§ Stored data:
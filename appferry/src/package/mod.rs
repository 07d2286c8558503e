//! Package domain types.
//!
//! This module defines the records the rest of the crate passes around:
//!
//! - [`Software`] / [`PackageDescriptor`]: what was requested from the catalog
//! - [`AccountRef`]: who requested it
//! - [`DownloadTicket`]: how to fetch it, including whether ranged resume works
//! - [`PackageManifest`] / [`DownloadState`]: the persisted transfer record

mod core;
mod manifest;
mod ticket;

pub use self::core::{AccountRef, PackageDescriptor, Software};
pub use manifest::{DownloadState, DownloadStatus, PackageManifest};
pub use ticket::{DownloadTicket, RangeSupport};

§ ACTIVITY:
All of the data above needs to be set down again exactly. Include every line.

§ TASK RESULT:
filename appferry/src/package/mod.rs
repository 07d2286c8558503e
//! Package domain types.
//!
//! This module defines the records the rest of the crate passes around:
//!
//! - [`Software`] / [`PackageDescriptor`]: what was requested from the catalog
//! - [`AccountRef`]: who requested it
//! - [`DownloadTicket`]: how to fetch it, including whether ranged resume works
//! - [`PackageManifest`] / [`DownloadState`]: the persisted transfer record

mod core;
mod manifest;
mod ticket;

pub use self::core::{AccountRef, PackageDescriptor, Software};
pub use manifest::{DownloadState, DownloadStatus, PackageManifest};
pub use ticket::{DownloadTicket, RangeSupport};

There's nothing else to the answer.